Unterwegs zu den Menschen, haben die Jünger bei Jesus eine Bleibe, eine Heimat gefunden. Vielleicht sieht das auf den ersten Blick aus wie ein Widerspruch: eine Heimat unterwegs, eine Bleibe auf dem Weg. Und doch ist es so. Bei Jesus haben die beiden Johannesjünger und später dann ja unzählige andere das gefunden, was sie gesucht haben: einen Sinn, einen tragfähigen Grund für ihr Leben, Geborgenheit unterwegs; einen Ort, besser: eine Person, wo sie sagen konnten: Da gehören wir hin!
Ganz schnell war sich der Andreas dessen gewiss. Schon nach einem Tag, den er mit Jesus verbracht hatte. Was er bei ihm gefunden hat, ist ihm so wichtig, dass er es nicht für sich behalten kann. Und deshalb geht er zu seinem Bruder Simon und sagt ihm: „Wir haben den Messias, den Christus, gefunden!“ So finden Menschen zu Jesus – damals wie heute. Und so findet Jesus Menschen.
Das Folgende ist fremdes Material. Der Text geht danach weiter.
use crate::server::{
    AuthSettings, Result, ServerError, ServerRouter,
    extract::{Json, Query, unprocessable},
};
use axum::{
    extract::State,
    http::StatusCode,
    response::{IntoResponse, Response},
};
use axum_extra::routing::{RouterExt, TypedPath};
use quill_common::{
    form::{FormErrors, INVALID_LOGIN, LoginForm, NON_FIELD_ERRORS, SignupForm, USERNAME_TAKEN},
    model::{
        Id,
        auth::{AuthToken, Authentication, PasswordHash},
        user::{CreateUser, User, UserMarker},
    },
};
use quill_db::{Database, DbError};
use serde::{Deserialize, Serialize};
use std::sync::Arc;
use time::UtcDateTime;
use tracing::{debug, info};

pub fn routes() -> ServerRouter {
    ServerRouter::new()
        .typed_get(login_form)
        .typed_post(login)
        .typed_get(signup_form)
        .typed_post(signup)
}

#[derive(TypedPath, Deserialize)]
#[typed_path("/auth/login/", rejection(ServerError))]
struct LoginPath();

#[derive(TypedPath, Deserialize)]
#[typed_path("/auth/signup/", rejection(ServerError))]
struct SignupPath();

#[derive(Clone, Eq, PartialEq, Debug, Default, Hash, Deserialize)]
struct NextQuery {
    next: Option<String>,
}

#[derive(Clone, Eq, PartialEq, Debug, Serialize)]
struct LoginPage {
    form: LoginForm,
    errors: FormErrors,
    next: Option<String>,
}

#[derive(Clone, Eq, PartialEq, Debug, Serialize)]
struct SignupPage {
    form: SignupForm,
    errors: FormErrors,
}

/// A freshly issued bearer token. It is never shown again.
#[derive(Clone, Eq, PartialEq, Debug, Hash, Serialize)]
struct SessionPage {
    user: User,
    token: String,
    #[serde(skip_serializing_if = "Option::is_none")]
    next: Option<String>,
}

async fn issue_token(
    db: &dyn Database,
    user_id: Id<UserMarker>,
    settings: AuthSettings,
) -> Result<String> {
    let token = AuthToken::generate_random(user_id);
    let authentication = Authentication {
        user: user_id,
        token_hash: token.hash()?,
        created_at: UtcDateTime::now(),
        expires_after: settings.token_lifetime,
    };
    db.create_auth(&authentication).await?;

    Ok(token.as_token_str())
}

async fn login_form(
    LoginPath(): LoginPath,
    Query(NextQuery { next }): Query<NextQuery>,
) -> Json<LoginPage> {
    Json(LoginPage {
        form: LoginForm::default(),
        errors: FormErrors::default(),
        next,
    })
}

async fn login(
    LoginPath(): LoginPath,
    State(db): State<Arc<dyn Database>>,
    State(settings): State<AuthSettings>,
    Query(NextQuery { next }): Query<NextQuery>,
    Json(form): Json<LoginForm>,
) -> Result<Response> {
    let (username, password) = match form.clean() {
        Ok(credentials) => credentials,
        Err(errors) => return Ok(unprocessable(LoginPage { form, errors, next })),
    };

    let mut verified = None;
    if let Some(user) = db.fetch_user_by_username(&username).await?
        && let Some(password_hash) = db.fetch_password_hash(user.id).await?
        && password_hash.verify(&password)?
    {
        verified = Some(user);
    }
    let Some(user) = verified else {
        debug!(%username, "Rejected login");
        let errors = FormErrors::single(NON_FIELD_ERRORS, INVALID_LOGIN);
        return Ok(unprocessable(LoginPage { form, errors, next }));
    };

    let token = issue_token(&*db, user.id, settings).await?;
    info!(user = %user.id, "User logged in");

    Ok(Json(SessionPage { user, token, next }).into_response())
}

async fn signup_form(SignupPath(): SignupPath) -> Json<SignupPage> {
    Json(SignupPage {
        form: SignupForm::default(),
        errors: FormErrors::default(),
    })
}

async fn signup(
    SignupPath(): SignupPath,
    State(db): State<Arc<dyn Database>>,
    State(settings): State<AuthSettings>,
    Json(form): Json<SignupForm>,
) -> Result<Response> {
    let clean = match form.clean() {
        Ok(clean) => clean,
        Err(errors) => return Ok(unprocessable(SignupPage { form, errors })),
    };

    let password_hash = PasswordHash::generate(&clean.password)?;
    let new_user = CreateUser {
        username: clean.username,
        email: clean.email,
    };
    let user = match db.create_user(&new_user, &password_hash).await {
        Ok(user) => user,
        Err(DbError::Conflict(_)) => {
            let errors = FormErrors::single("username", USERNAME_TAKEN);
            return Ok(unprocessable(SignupPage { form, errors }));
        }
        Err(err) => return Err(err.into()),
    };

    let token = issue_token(&*db, user.id, settings).await?;
    info!(user = %user.id, username = %user.username, "User signed up");

    let session = SessionPage {
        user,
        token,
        next: None,
    };
    Ok((StatusCode::CREATED, Json(session)).into_response())
}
Da ist am Anfang einer, der die beiden auf die Spur Jesu setzt: Johannes der Täufer. Er will die Männer, die doch zu seinen Jüngern gehörten, nicht an sich selber binden. Sondern er schickt sie Jesus hinterher mit den Worten: „Siehe, das ist Gottes Lamm!“ Und für die beiden Männer verband sich mit diesem Bild aus dem Buch des Propheten Jesaja die Hoffnung auf einen Menschen, der in ganz besonderer Weise mit Gott verbunden sein sollte und der den Menschen all ihre Schuld abnehmen würde. „Den seht ihr in Jesus vor Euch! Ich bin mir ganz sicher!“ Das sagt Johannes seinen Jüngern. Und die machen sich daran, das zu überprüfen.
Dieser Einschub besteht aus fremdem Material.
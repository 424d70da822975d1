use crate::model::Id;
use email_address::EmailAddress;
use serde::{
    Deserialize, Deserializer, Serialize,
    de::{Error, Unexpected},
};
use std::{fmt::Display, str::FromStr};
use thiserror::Error;

pub const USERNAME_MAX_LEN: usize = 150;
pub const EMAIL_MAX_LEN: usize = 254;

/// Path segments that route to pages of their own and can never be usernames.
pub const RESERVED_USERNAMES: [&str; 4] = ["auth", "follow", "group", "new"];

#[derive(Copy, Clone, Eq, PartialEq, Ord, PartialOrd, Debug, Default, Hash)]
pub struct UserMarker;

#[derive(Clone, Eq, PartialEq, Debug, Hash, Serialize)]
pub struct User {
    pub id: Id<UserMarker>,
    pub username: Username,
    #[serde(skip_serializing)]
    pub email: Email,
}

#[derive(Clone, Eq, PartialEq, Debug, Hash)]
pub struct CreateUser {
    pub username: Username,
    pub email: Email,
}

#[derive(Clone, Eq, PartialEq, Ord, PartialOrd, Debug, Default, Hash, Serialize)]
#[serde(transparent)]
pub struct Username(String);

#[derive(Clone, Eq, PartialEq, Ord, PartialOrd, Debug, Default, Hash, Error)]
#[error("The username is invalid: {0}")]
pub struct InvalidUsernameError(String);

impl Username {
    pub fn new(username: String) -> Result<Self, InvalidUsernameError> {
        let length = username.chars().count();
        let allowed = username
            .chars()
            .all(|c| c.is_alphanumeric() || matches!(c, '@' | '.' | '+' | '-' | '_'));

        if (1..=USERNAME_MAX_LEN).contains(&length)
            && allowed
            && !RESERVED_USERNAMES.contains(&username.as_str())
        {
            Ok(Username(username))
        } else {
            Err(InvalidUsernameError(username))
        }
    }

    #[must_use]
    pub fn get(&self) -> &str {
        &self.0
    }

    #[must_use]
    pub fn into_inner(self) -> String {
        self.0
    }
}

impl Display for Username {
    fn fmt(&self, f: &mut std::fmt::Formatter<'_>) -> std::fmt::Result {
        f.write_str(&self.0)
    }
}

impl FromStr for Username {
    type Err = InvalidUsernameError;

    fn from_str(s: &str) -> Result<Self, Self::Err> {
        Self::new(s.to_owned())
    }
}

impl<'de> Deserialize<'de> for Username {
    fn deserialize<D>(deserializer: D) -> Result<Self, D::Error>
    where
        D: Deserializer<'de>,
    {
        let inner = String::deserialize(deserializer)?;
        Username::new(inner)
            .map_err(|err| Error::invalid_value(Unexpected::Str(&err.0), &"Username"))
    }
}

#[derive(Clone, Eq, PartialEq, Ord, PartialOrd, Debug, Default, Hash, Serialize)]
#[serde(transparent)]
pub struct Email(String);

#[derive(Clone, Eq, PartialEq, Ord, PartialOrd, Debug, Default, Hash, Error)]
#[error("The email address is invalid: {0}")]
pub struct InvalidEmailError(String);

impl Email {
    pub fn new(email: String) -> Result<Self, InvalidEmailError> {
        if email.len() <= EMAIL_MAX_LEN && EmailAddress::is_valid(&email) {
            Ok(Email(email))
        } else {
            Err(InvalidEmailError(email))
        }
    }

    #[must_use]
    pub fn get(&self) -> &str {
        &self.0
    }
}
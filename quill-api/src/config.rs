use quill_common::{
    snowflake::{ProcessId, WorkerId},
    util::{NonPositiveDurationError, PositiveDuration},
};
use quill_db::DbError;
use serde::Deserialize;
use std::{net::IpAddr, path::PathBuf};
use thiserror::Error;
use tracing::debug;
use tracing_subscriber::{layer::SubscriberExt, util::SubscriberInitExt};

#[derive(Debug, Error)]
pub enum InitError {
    #[error("Error parsing .env file: {0}")]
    Dotenv(#[from] dotenvy::Error),
    #[error("Error parsing environment: {0}")]
    Envy(#[from] envy::Error),
    #[error("Invalid setting {0}: {1}")]
    Setting(&'static str, NonPositiveDurationError),
    #[error("Error setting up the database: {0}")]
    Database(#[from] DbError),
    #[error("Error binding tcp listener: {0}")]
    TcpBind(std::io::Error),
    #[error("Error serving server: {0}")]
    TcpServe(std::io::Error),
}

#[derive(Clone, Eq, PartialEq, Debug, Hash, Deserialize)]
pub struct Env {
    pub server_address: IpAddr,
    pub server_port: u16,
    /// Without a database URL, everything is kept in memory.
    #[serde(default)]
    pub database_url: Option<String>,
    #[serde(default)]
    pub worker_id: WorkerId,
    #[serde(default)]
    pub process_id: ProcessId,
    #[serde(default = "default_page_cache_ttl_seconds")]
    pub page_cache_ttl_seconds: u64,
    #[serde(default = "default_page_cache_max_entries")]
    pub page_cache_max_entries: usize,
    #[serde(default = "default_media_root")]
    pub media_root: PathBuf,
    #[serde(default)]
    pub auth_token_lifetime_seconds: Option<u64>,
}

fn default_page_cache_ttl_seconds() -> u64 {
    20
}

fn default_page_cache_max_entries() -> usize {
    256
}

fn default_media_root() -> PathBuf {
    PathBuf::from("media")
}

impl Env {
    pub fn page_cache_ttl(&self) -> Result<PositiveDuration, InitError> {
        PositiveDuration::from_seconds(self.page_cache_ttl_seconds)
            .map_err(|err| InitError::Setting("PAGE_CACHE_TTL_SECONDS", err))
    }

    pub fn auth_token_lifetime(&self) -> Result<Option<PositiveDuration>, InitError> {
        self.auth_token_lifetime_seconds
            .map(PositiveDuration::from_seconds)
            .transpose()
            .map_err(|err| InitError::Setting("AUTH_TOKEN_LIFETIME_SECONDS", err))
    }
}

pub fn install_tracing() {
    tracing_subscriber::registry()
        .with(
            tracing_subscriber::EnvFilter::try_from_default_env().unwrap_or_else(|_| {
                "quill_api=debug,\
                quill_db=debug,\
                quill_common=debug,\
                tower_http=debug,axum::rejection=trace,sqlx=debug"
                    .into()
            }),
        )
        .with(tracing_subscriber::fmt::layer())
        .init();
}

pub fn get_env() -> Result<Env, InitError> {
    if let Err(e) = dotenvy::dotenv() {
        if e.not_found() {
            debug!("No .dotenv file found");
        } else {
            return Err(e.into());
        }
    }

    envy::from_env().map_err(InitError::from)
}
pub mod config;
pub mod server;
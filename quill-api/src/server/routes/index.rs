use crate::server::{
    Result, ServerError, ServerRouter,
    cache::PageCache,
    extract::{Query, json_bytes_response, to_json_bytes},
    routes::{PageQuery, feed_page},
};
use axum::{extract::State, response::Response};
use axum_extra::routing::{RouterExt, TypedPath};
use quill_common::{
    model::post::{PostEntry, PostFilter},
    pagination::Page,
};
use quill_db::Database;
use serde::{Deserialize, Serialize};
use std::sync::Arc;
use tracing::debug;

pub fn routes() -> ServerRouter {
    ServerRouter::new().typed_get(index)
}

#[derive(TypedPath, Deserialize)]
#[typed_path("/", rejection(ServerError))]
pub struct IndexPath();

#[derive(Clone, Eq, PartialEq, Debug, Hash, Serialize)]
struct IndexPage {
    page: Page<PostEntry>,
}

/// The landing page is served from the page cache while it is fresh.
async fn index(
    IndexPath(): IndexPath,
    State(db): State<Arc<dyn Database>>,
    State(page_cache): State<Arc<PageCache>>,
    Query(query): Query<PageQuery>,
) -> Result<Response> {
    let requested = query.requested();
    if let Some(body) = page_cache.get(requested) {
        debug!(page = requested, "Serving cached index page");
        return Ok(json_bytes_response(body));
    }

    let page = feed_page(&*db, PostFilter::All, requested).await?;
    let body = to_json_bytes(&IndexPage { page })?;
    page_cache.insert(requested, body.clone());

    Ok(json_bytes_response(body))
}
use crate::model::{
    Id,
    post::{PostMarker, Text},
    user::{UserMarker, Username},
};
use serde::Serialize;
use time::OffsetDateTime;

#[derive(Copy, Clone, Eq, PartialEq, Ord, PartialOrd, Debug, Default, Hash)]
pub struct CommentMarker;

#[derive(Clone, Eq, PartialEq, Debug, Hash, Serialize)]
pub struct Comment {
    pub id: Id<CommentMarker>,
    pub post: Id<PostMarker>,
    pub author: Id<UserMarker>,
    pub text: Text,
    #[serde(with = "time::serde::rfc3339")]
    pub created_at: OffsetDateTime,
}

#[derive(Clone, Eq, PartialEq, Debug, Hash, Serialize)]
pub struct CommentEntry {
    #[serde(flatten)]
    pub comment: Comment,
    pub author_username: Username,
}

#[derive(Clone, Eq, PartialEq, Debug, Hash)]
pub struct CreateComment {
    pub post: Id<PostMarker>,
    pub author: Id<UserMarker>,
    pub text: Text,
}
Andreas ist sich bald sicher: „Bei Jesus finde ich das, was ich suche.“ Und so macht er es wie Johannes. Er behält das nicht für sich, sondern gibt es weiter. Allerdings mit seinen Worten und auf seine Weise. Als er seinen Bruder Simon findet, spricht er nicht einfach nach, was Johannes der Täufer vorher gesagt hat, sondern ruft dem anderen zu: „Wir haben den Messias, den Christus gefunden!“ Der Messias, der Gesalbte – das war für die Menschen in der Zeit des Alten Testaments der König oder der Priester. Und für die Menschen zur Zeit Jesu verband sich mit diesem Titel die Hoffnung auf einen neuen, mächtigen König wie einstmals David, der sein Volk aus der Unterdrückung befreien und ein Reich des Friedens und der Gerechtigkeit errichten würde. Andreas benutzt diesen Begriff, um auszudrücken, was Jesus für ihn bedeutet, was er bei Jesus gefunden hat. Und er bietet ihn seinem Bruder Petrus an und nimmt den mit zu Jesus.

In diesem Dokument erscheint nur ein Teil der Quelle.